**WORK TASK**:
Give again, word for word, each line from the top of the listing through the line that holds "outside the document".
-- RECORD SET follows --
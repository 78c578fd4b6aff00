//! Citation grounding
//!
//! [`CitationValidator`] only answers "is this citation grounded". What to do
//! about an ungrounded one is decided by [`ground_entity`]: downgrade the
//! owning entity's confidence and flag it for manual verification. Neither
//! aborts the pipeline.

use crate::citation::{Citation, ChunkRegistry};
use crate::confidence::AdjustmentCause;
use crate::entity::{ExtractedEntity, VerificationFlag};
use crate::error::{CitationDefect, InvalidCitation};
use serde::{Deserialize, Serialize};

/// Consequence applied to entities with ungrounded citations
#[derive(Debug, Clone, Copy, PartialEq, Serialize, Deserialize)]
#[serde(default)]
pub struct GroundingPolicy {
    /// Multiplier applied to confidence once per invalid citation
    pub invalid_citation_factor: f64,
}

impl Default for GroundingPolicy {
    fn default() -> Self {
        Self {
            invalid_citation_factor: 0.2,
        }
    }
}

/// Checks citations against a document's chunk registry
#[derive(Debug, Clone, Copy, Default)]
pub struct CitationValidator;

impl CitationValidator {
    /// Create validator
    #[inline]
    #[must_use]
    pub fn new() -> Self {
        Self
    }

    /// Validate one citation.
    ///
    /// # Errors
    /// - `UnknownChunk` if the chunk is absent from the registry
    /// - `ForeignChunk` if the chunk belongs to another document
    /// - `PageOutOfRange` if a page lies outside the document
    pub fn validate(&self, citation: &Citation, registry: &ChunkRegistry) -> Result<(), InvalidCitation> {
        let info = registry
            .get(&citation.chunk_id)
            .ok_or_else(|| CitationDefect::UnknownChunk(citation.chunk_id.clone()))?;

        if info.document_id != registry.document_id {
            return Err(CitationDefect::ForeignChunk {
                chunk_id: citation.chunk_id.clone(),
                owner: info.document_id,
            }
            .into());
        }

        let pages = registry.page_range();
        if let Some(&page) = citation.pages.iter().find(|p| !pages.contains(p)) {
            return Err(CitationDefect::PageOutOfRange {
                page,
                page_count: registry.page_count,
            }
            .into());
        }

        Ok(())
    }
}

/// Validate every citation of `entity`, downgrading and flagging it per failure.
///
/// Returns the failures so the caller can log or report them.
pub fn ground_entity(
    entity: &mut ExtractedEntity,
    registry: &ChunkRegistry,
    policy: &GroundingPolicy,
) -> Vec<InvalidCitation> {
    let validator = CitationValidator::new();
    let failures: Vec<(usize, InvalidCitation)> = entity
        .citations
        .iter()
        .enumerate()
        .filter_map(|(i, c)| validator.validate(c, registry).err().map(|e| (i, e)))
        .collect();

    for (index, failure) in &failures {
        let before = entity.confidence.value();
        let after = entity
            .confidence
            .discount(AdjustmentCause::InvalidCitation, policy.invalid_citation_factor);
        let chunk_id = entity.citations[*index].chunk_id.clone();
        tracing::warn!(
            entity = %entity.id,
            chunk = %chunk_id,
            before,
            after,
            "citation not grounded: {}",
            failure.reason
        );
        entity.flag(VerificationFlag::InvalidCitation {
            chunk_id,
            reason: failure.reason.to_string(),
        });
    }

    failures.into_iter().map(|(_, e)| e).collect()
}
-- RECORD SET concluded --
**FINISHED EXERCISE**:
repository 78c578fd4b6aff00
//! Citation grounding
//!
//! [`CitationValidator`] only answers "is this citation grounded". What to do
//! about an ungrounded one is decided by [`ground_entity`]: downgrade the
//! owning entity's confidence and flag it for manual verification. Neither
//! aborts the pipeline.

use crate::citation::{Citation, ChunkRegistry};
use crate::confidence::AdjustmentCause;
use crate::entity::{ExtractedEntity, VerificationFlag};
use crate::error::{CitationDefect, InvalidCitation};
use serde::{Deserialize, Serialize};

/// Consequence applied to entities with ungrounded citations
#[derive(Debug, Clone, Copy, PartialEq, Serialize, Deserialize)]
#[serde(default)]
pub struct GroundingPolicy {
    /// Multiplier applied to confidence once per invalid citation
    pub invalid_citation_factor: f64,
}

impl Default for GroundingPolicy {
    fn default() -> Self {
        Self {
            invalid_citation_factor: 0.2,
        }
    }
}

/// Checks citations against a document's chunk registry
#[derive(Debug, Clone, Copy, Default)]
pub struct CitationValidator;

impl CitationValidator {
    /// Create validator
    #[inline]
    #[must_use]
    pub fn new() -> Self {
        Self
    }

    /// Validate one citation.
    ///
    /// # Errors
    /// - `UnknownChunk` if the chunk is absent from the registry
    /// - `ForeignChunk` if the chunk belongs to another document
    /// - `PageOutOfRange` if a page lies outside the document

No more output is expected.